Treasury's authority to recharacterize transactions means that restructuring a payment flow to avoid the excise tax — even if the restructured flow technically falls outside the statutory definition of a remittance transfer — creates legal exposure if the principal purpose of that restructuring was tax avoidance. This is a facts-and-circumstances standard. It requires documentation of business purpose. It requires that any transaction redesign be driven by genuine operational rationale, not tax savings.

For enterprise tax and treasury teams that routinely optimize cross-border payment flows for efficiency, FX costs, and operational simplicity, this creates a new documentation discipline. Every structural change to a remittance-adjacent payment flow after the effective date of these regulations needs a documented business purpose that stands independent of the excise tax.

I am not saying you cannot optimize your payment operations. I am saying you need to be able to prove, in writing, that the optimization existed for reasons other than avoiding this tax. Build that documentation practice now, before the rules are final, so it is operational by the time finalization occurs.
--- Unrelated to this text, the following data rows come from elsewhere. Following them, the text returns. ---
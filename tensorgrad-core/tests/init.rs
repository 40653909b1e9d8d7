use tensorgrad_core::{Error, Graph, Tensor, TrackGrad};

#[test]
fn fill_and_zeros() {
    let tensor = Tensor::<f32>::full(3.5, (2, 3));
    assert_eq!(tensor.to_vec2().unwrap(), vec![vec![3.5; 3]; 2]);
    assert_eq!(Tensor::<f64>::zeros((2, 2, 2)).to_vec(), vec![0.0; 8]);
    assert_eq!(tensor.ones_like().to_vec(), vec![1.0; 6]);
}

#[test]
fn new_from_rows() {
    let tensor = Tensor::new(vec![1.0f64, 2., 3., 4., 5., 6.], (3, 2)).unwrap();
    assert_eq!(tensor.strides(), &[2, 1]);
    assert_eq!(tensor.get(&[2, 0]).unwrap(), 5.0);
    assert!(matches!(
        tensor.get(&[3, 0]),
        Err(Error::OutOfBounds { .. })
    ));
    assert!(matches!(
        tensor.get(&[0, 0, 0]),
        Err(Error::OutOfBounds { .. })
    ));
}

#[test]
fn to_vec3_nests() {
    let tensor = Tensor::arange(0.0f32, 1.0, 8);
    let mut cube = tensor.clone();
    cube.reshape((2, 2, 2)).unwrap();
    assert_eq!(
        cube.to_vec3().unwrap(),
        vec![
            vec![vec![0., 1.], vec![2., 3.]],
            vec![vec![4., 5.], vec![6., 7.]],
        ]
    );
    assert_eq!(tensor.dims(), &[8]);
}

#[test]
fn randn_has_requested_moments() {
    let tensor = Tensor::<f64>::randn(10_000usize, 3.0, 0.5).unwrap();
    let data = tensor.to_vec();
    let mean = data.iter().sum::<f64>() / data.len() as f64;
    let var = data.iter().map(|v| (v - mean).powi(2)).sum::<f64>() / data.len() as f64;
    assert!((mean - 3.0).abs() < 0.05, "mean {mean}");
    assert!((var.sqrt() - 0.5).abs() < 0.05, "std {}", var.sqrt());
}

#[test]
fn rand_stays_in_range() {
    let tensor = Tensor::<f32>::rand((16, 16), 2.0, 3.0).unwrap();
    assert!(tensor.to_vec().iter().all(|v| (2.0..3.0).contains(v)));
    assert!(Tensor::<f32>::rand(4usize, 1.0, 1.0).is_err());
}

#[test]
fn graph_leaves() {
    let graph = Graph::<f32>::empty();
    assert!(graph.is_empty());
    let a = graph.leaf(Tensor::ones(2usize));
    let b = graph.constant(Tensor::ones(2usize));
    let c = graph.tensor(Tensor::ones(2usize), TrackGrad::default());
    assert_eq!(graph.len(), 3);
    assert!(a.is_history_tracked().unwrap());
    assert!(!b.is_history_tracked().unwrap());
    assert!(c.is_history_tracked().unwrap());
    assert!(!a.has_op().unwrap());
}

#[test]
fn set_through_handle() {
    let graph = Graph::<f64>::empty();
    let a = graph.leaf(Tensor::zeros((2, 2)));
    a.set(&[1, 0], 7.0).unwrap();
    assert_eq!(a.to_vec().unwrap(), vec![0., 0., 7., 0.]);
    a.set_all(1.0).unwrap();
    assert_eq!(a.value().unwrap().to_vec(), vec![1.0; 4]);
    assert!(a.set(&[2, 0], 1.0).is_err());
}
The Broader Signal: Transaction Taxes Are Getting More Granular

This regulation does not exist in isolation. It is part of a broader pattern in which transaction-level taxes — excise taxes, digital services taxes, e-invoicing mandates, and financial transaction taxes — are becoming more granular, more real-time, and more dependent on data infrastructure that most enterprise tax functions have not built.

Pillar Two imposed country-by-country minimum tax calculations that require entity-level financial data at a granularity most ERP systems were not designed to produce. E-invoicing mandates in the EU, Brazil, India, and now spreading to additional jurisdictions require transaction-level tax determination at the point of invoice issuance, not at period close. The remittance excise tax follows the same logic: tax attaches at the transaction level, reporting is periodic, and the data required to comply sits in operational systems, not tax systems.
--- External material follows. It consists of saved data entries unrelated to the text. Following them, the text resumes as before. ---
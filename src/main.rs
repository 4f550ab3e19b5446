//! Read a Lisp file and render its top-level forms:
//! - Lisp on stdout, i.e. a mirror of the input
//! - Debug on stderr - the internal representation from the `lispingo` crate.
//!
//! ```ignore
//! lispingo input.lisp
//! RUST_LOG=trace lispingo input.lisp
//! ```

use std::process::ExitCode;

fn main() -> ExitCode {
    tracing_subscriber::fmt()
        .with_env_filter(tracing_subscriber::EnvFilter::from_default_env())
        .with_writer(std::io::stderr)
        .init();

    let args: Vec<String> = std::env::args().collect();
    if args.len() != 2 {
        let program = args.first().map(String::as_str).unwrap_or("lispingo");
        println!("Usage: {} filename", program);
        return ExitCode::FAILURE;
    }
    let filename = &args[1];

    let code = match std::fs::read_to_string(filename) {
        Ok(code) => code,
        Err(err) => {
            tracing::debug!("could not read {}: {}", filename, err);
            println!("Error reading file: {}", filename);
            return ExitCode::FAILURE;
        }
    };

    match lispingo::read(&code) {
        Ok(forms) => {
            for form in forms {
                println!("{}", form);
                eprintln!("{:?}", form);
            }
            ExitCode::SUCCESS
        }
        Err(err) => {
            eprintln!("error: {}", err.annotate(filename));
            ExitCode::FAILURE
        }
    }
}
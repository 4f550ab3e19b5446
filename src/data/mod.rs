//! Syntax tree produced by the reader.
//!
//! Each node records the line of its first token (1-indexed).
//! The Display implementation renders a node as Lisp source that reads back
//! as an equal tree; the Debug implementation shows the internal representation.

use std::fmt::{Display, Formatter};

pub type Integer = i64;

/// A node in the syntax tree.
#[derive(Debug, Clone, PartialEq, Eq)]
pub enum Element {
    Int { value: Integer, line: usize },
    String { value: String, line: usize },
    Symbol { name: String, line: usize },
    /// A quoted list: `'(1 2 3)`.
    List { elements: Vec<Element>, line: usize },
    FunctionCall(FunctionCall),
}

/// An application: `(function arguments...)`.
///
/// The function position holds any element, including another call.
#[derive(Debug, Clone, PartialEq, Eq)]
pub struct FunctionCall {
    pub function: Box<Element>,
    pub arguments: Vec<Element>,
    pub line: usize,
}

impl Element {
    /// Line on which this element starts.
    pub fn line(&self) -> usize {
        match self {
            Element::Int { line, .. }
            | Element::String { line, .. }
            | Element::Symbol { line, .. }
            | Element::List { line, .. } => *line,
            Element::FunctionCall(call) => call.line,
        }
    }
}

impl FunctionCall {
    pub fn new(function: Element, arguments: Vec<Element>, line: usize) -> Self {
        FunctionCall {
            function: Box::new(function),
            arguments,
            line,
        }
    }
}

impl From<FunctionCall> for Element {
    fn from(value: FunctionCall) -> Self {
        Element::FunctionCall(value)
    }
}

/// Writes the elements separated by single spaces.
fn write_spaced(f: &mut Formatter<'_>, elements: &[Element]) -> std::fmt::Result {
    for (i, element) in elements.iter().enumerate() {
        if i > 0 {
            write!(f, " ")?;
        }
        write!(f, "{}", element)?;
    }
    Ok(())
}

impl Display for Element {
    fn fmt(&self, f: &mut Formatter<'_>) -> std::fmt::Result {
        match self {
            Element::Int { value, .. } => write!(f, "{}", value),
            // No escapes exist, so the body is written verbatim.
            Element::String { value, .. } => write!(f, "\"{}\"", value),
            Element::Symbol { name, .. } => write!(f, "{}", name),
            Element::List { elements, .. } => {
                write!(f, "'(")?;
                write_spaced(f, elements)?;
                write!(f, ")")
            }
            Element::FunctionCall(call) => write!(f, "{}", call),
        }
    }
}

impl Display for FunctionCall {
    fn fmt(&self, f: &mut Formatter<'_>) -> std::fmt::Result {
        write!(f, "({}", self.function)?;
        if !self.arguments.is_empty() {
            write!(f, " ")?;
            write_spaced(f, &self.arguments)?;
        }
        write!(f, ")")
    }
}
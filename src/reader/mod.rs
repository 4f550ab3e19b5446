//! Support for reading Lisp source text into a syntax tree.

use std::io::ErrorKind;

use crate::data::FunctionCall;

mod parse;
mod token;

pub use parse::{Parser, MAX_DEPTH};
pub use token::{tokenize, Token, TokenKind, Tokenizer};

/// Parse every top-level form in the input.
pub fn read(input: &str) -> ReadResult<Vec<FunctionCall>> {
    Parser::new(input).parse_body()
}

/// Error type if a read does not complete.
///
/// Reading stops at the first error; there is no resynchronization.
///
/// `Incomplete` is split out from `Syntax`: "(()" may become valid with more input,
/// while "())" never will. An interactive caller can prompt for more input
/// in the first case and report an error in the second.
#[derive(Debug, Clone, PartialEq, Eq)]
pub enum ReadErr {
    /// The next token was not the one the grammar requires.
    Syntax {
        expected: TokenKind,
        found: String,
        line: usize,
    },
    /// Input ended where the grammar requires another token.
    Incomplete { expected: TokenKind, line: usize },
    /// A parenthesized form with nothing in the function position: "()".
    EmptyCall { line: usize },
    /// Calls and lists nested deeper than `MAX_DEPTH`.
    TooDeep { line: usize },
    /// A run of digits that does not fit in an integer.
    InvalidInteger { text: String, line: usize },
    /// The tokenizer reached a state its rules should make impossible.
    Internal { message: String, line: usize },
}

impl ReadErr {
    /// Line at which the error was detected.
    pub fn line(&self) -> usize {
        match self {
            ReadErr::Syntax { line, .. }
            | ReadErr::Incomplete { line, .. }
            | ReadErr::EmptyCall { line }
            | ReadErr::TooDeep { line }
            | ReadErr::InvalidInteger { line, .. }
            | ReadErr::Internal { line, .. } => *line,
        }
    }

    /// True if more input could complete the read.
    pub fn is_incomplete(&self) -> bool {
        matches!(self, ReadErr::Incomplete { .. })
    }

    /// Add additional context to an error.
    pub fn annotate(self, more: impl AsRef<str>) -> AnnotatedErr {
        AnnotatedErr {
            context: more.as_ref().to_owned(),
            err: self,
        }
    }
}

impl std::fmt::Display for ReadErr {
    fn fmt(&self, f: &mut std::fmt::Formatter<'_>) -> std::result::Result<(), std::fmt::Error> {
        match self {
            ReadErr::Syntax {
                expected, found, ..
            } => write!(
                f,
                "syntax error near '{found}': expecting '{expected}', got '{found}'"
            ),
            ReadErr::Incomplete { expected, .. } => {
                write!(f, "incomplete input: expecting '{expected}', got end of input")
            }
            ReadErr::EmptyCall { .. } => {
                write!(f, "syntax error near '()': function call has no function")
            }
            ReadErr::TooDeep { .. } => {
                write!(f, "forms nested deeper than {MAX_DEPTH} levels")
            }
            ReadErr::InvalidInteger { text, .. } => {
                write!(f, "failed to convert \"{text}\" into integer")
            }
            ReadErr::Internal { message, .. } => write!(f, "internal error: {message}"),
        }
    }
}

impl std::error::Error for ReadErr {}

/// A read error with caller-supplied context, e.g. the name of the input.
#[derive(Debug, Clone, PartialEq, Eq)]
pub struct AnnotatedErr {
    pub context: String,
    pub err: ReadErr,
}

impl std::fmt::Display for AnnotatedErr {
    fn fmt(&self, f: &mut std::fmt::Formatter<'_>) -> std::result::Result<(), std::fmt::Error> {
        write!(f, "{}:{}: {}", self.context, self.err.line(), self.err)
    }
}

impl std::error::Error for AnnotatedErr {
    fn source(&self) -> Option<&(dyn std::error::Error + 'static)> {
        Some(&self.err)
    }
}

/// The main result type for this module:
/// a T (token, expression, etc), or an error.
pub type ReadResult<T> = Result<T, ReadErr>;

impl From<ReadErr> for std::io::Error {
    fn from(value: ReadErr) -> Self {
        let kind = if value.is_incomplete() {
            ErrorKind::UnexpectedEof
        } else {
            ErrorKind::InvalidInput
        };
        std::io::Error::new(kind, value)
    }
}
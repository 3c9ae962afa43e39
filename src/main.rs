//! Cache buster entry point
//!
//! The browser build starts from `app::start`. Natively this binary stamps
//! each URL given on the command line with the current time.

#[cfg(not(target_arch = "wasm32"))]
fn main() {
    use agro_cache_buster::add_timestamp;
    use agro_cache_buster::platform::{Clock, SystemClock};

    env_logger::init();

    let urls: Vec<String> = std::env::args().skip(1).collect();
    if urls.is_empty() {
        eprintln!("Usage: cache-buster <url>...");
        log::info!("The dashboard integration runs in the browser, build with `trunk build`");
        return;
    }

    let now = SystemClock.now_ms();
    log::debug!("Stamping {} URLs at {}", urls.len(), now);
    for url in &urls {
        println!("{}", add_timestamp(url, now));
    }
}

#[cfg(target_arch = "wasm32")]
fn main() {
    // WASM entry point is app::start, this is just to satisfy the compiler
}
This is the operating system argument I make consistently. Tax is not a period-end calculation layer sitting on top of your ERP. Tax is a property of every transaction your enterprise executes. Until your data architecture treats it that way — until tax attributes are captured at transaction origination, not reconstructed at quarter close — you will spend every new regulation cycle scrambling to retrofit compliance onto systems that were never designed for it.
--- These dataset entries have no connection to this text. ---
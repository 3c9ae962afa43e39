//! In-memory platform implementations
//!
//! Used by the native binary and by tests. Clones share state, the same way
//! two handles to `window.localStorage` see the same data.

use std::cell::{Cell, RefCell};
use std::collections::BTreeMap;
use std::rc::Rc;

use super::{Clock, KeyValueStore};
use crate::error::CacheError;

/// Shared in-memory key/value store
#[derive(Debug, Clone, Default)]
pub struct MemoryStore {
    entries: Rc<RefCell<BTreeMap<String, String>>>,
    failing: Rc<Cell<bool>>,
}

impl MemoryStore {
    pub fn new() -> Self {
        Self::default()
    }

    /// Build a store pre-filled with `pairs`
    pub fn with_entries<'a>(pairs: impl IntoIterator<Item = (&'a str, &'a str)>) -> Self {
        let store = Self::new();
        {
            let mut entries = store.entries.borrow_mut();
            for (k, v) in pairs {
                entries.insert(k.to_string(), v.to_string());
            }
        }
        store
    }

    /// Make every subsequent call fail like a browser throwing SecurityError
    pub fn set_failing(&self, failing: bool) {
        self.failing.set(failing);
    }

    /// Copy of the current contents
    pub fn snapshot(&self) -> BTreeMap<String, String> {
        self.entries.borrow().clone()
    }

    pub fn len(&self) -> usize {
        self.entries.borrow().len()
    }

    pub fn is_empty(&self) -> bool {
        self.entries.borrow().is_empty()
    }

    fn check(&self) -> Result<(), CacheError> {
        if self.failing.get() {
            Err(CacheError::Storage("storage unavailable".to_string()))
        } else {
            Ok(())
        }
    }
}

impl KeyValueStore for MemoryStore {
    fn get(&self, key: &str) -> Result<Option<String>, CacheError> {
        self.check()?;
        Ok(self.entries.borrow().get(key).cloned())
    }

    fn set(&self, key: &str, value: &str) -> Result<(), CacheError> {
        self.check()?;
        self.entries
            .borrow_mut()
            .insert(key.to_string(), value.to_string());
        Ok(())
    }

    fn remove(&self, key: &str) -> Result<(), CacheError> {
        self.check()?;
        self.entries.borrow_mut().remove(key);
        Ok(())
    }

    fn clear(&self) -> Result<(), CacheError> {
        self.check()?;
        self.entries.borrow_mut().clear();
        Ok(())
    }
}

/// Clock that only moves when told to
#[derive(Debug, Clone, Default)]
pub struct ManualClock {
    now: Rc<Cell<u64>>,
}

impl ManualClock {
    pub fn new(start_ms: u64) -> Self {
        Self {
            now: Rc::new(Cell::new(start_ms)),
        }
    }

    pub fn set(&self, ms: u64) {
        self.now.set(ms);
    }

    pub fn advance(&self, ms: u64) {
        self.now.set(self.now.get() + ms);
    }
}

impl Clock for ManualClock {
    fn now_ms(&self) -> u64 {
        self.now.get()
    }
}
The 1% rate on remittance transfers will not break anyone's P&L. The compliance gap will break your quarter-end close if you are not prepared.

What to do Monday morning

1. Map your remittance transfer exposure this week. Pull your cross-border outgoing payment volumes and identify which flows meet the statutory definition of a remittance transfer. Do not wait for the regulations to be finalized. The proposed rules give you enough definitional clarity to scope the problem now.

2. Assign Form 720 ownership explicitly. Someone in your tax function needs to own this return. If your team has never filed Form 720, get your excise tax counsel or your Big Four contact on the phone this week and assess the gap. This is not a VAT return. It requires specific procedural knowledge.

3. Audit your payment system's data outputs. Determine whether your payment platform can produce transaction-level data with sender jurisdiction, transfer amount, and transfer date in a format that feeds a quarterly excise tax calculation. If it cannot, that is a systems project, not a tax project — and it needs to start now.

4. Document business purpose for any current or planned payment flow restructuring. If you have open projects to redesign cross-border payment flows, get legal and tax in the room together and document the operational rationale. Anti-avoidance exposure starts the moment these rules are finalized.

5. Set a finalization watch. The proposed regulations are not yet final. Assign someone to track the finalization timeline and IRS comment period. The effective date — calendar quarters after finalization — is the hard deadline for operational readiness. You need lead time measured in months, not weeks.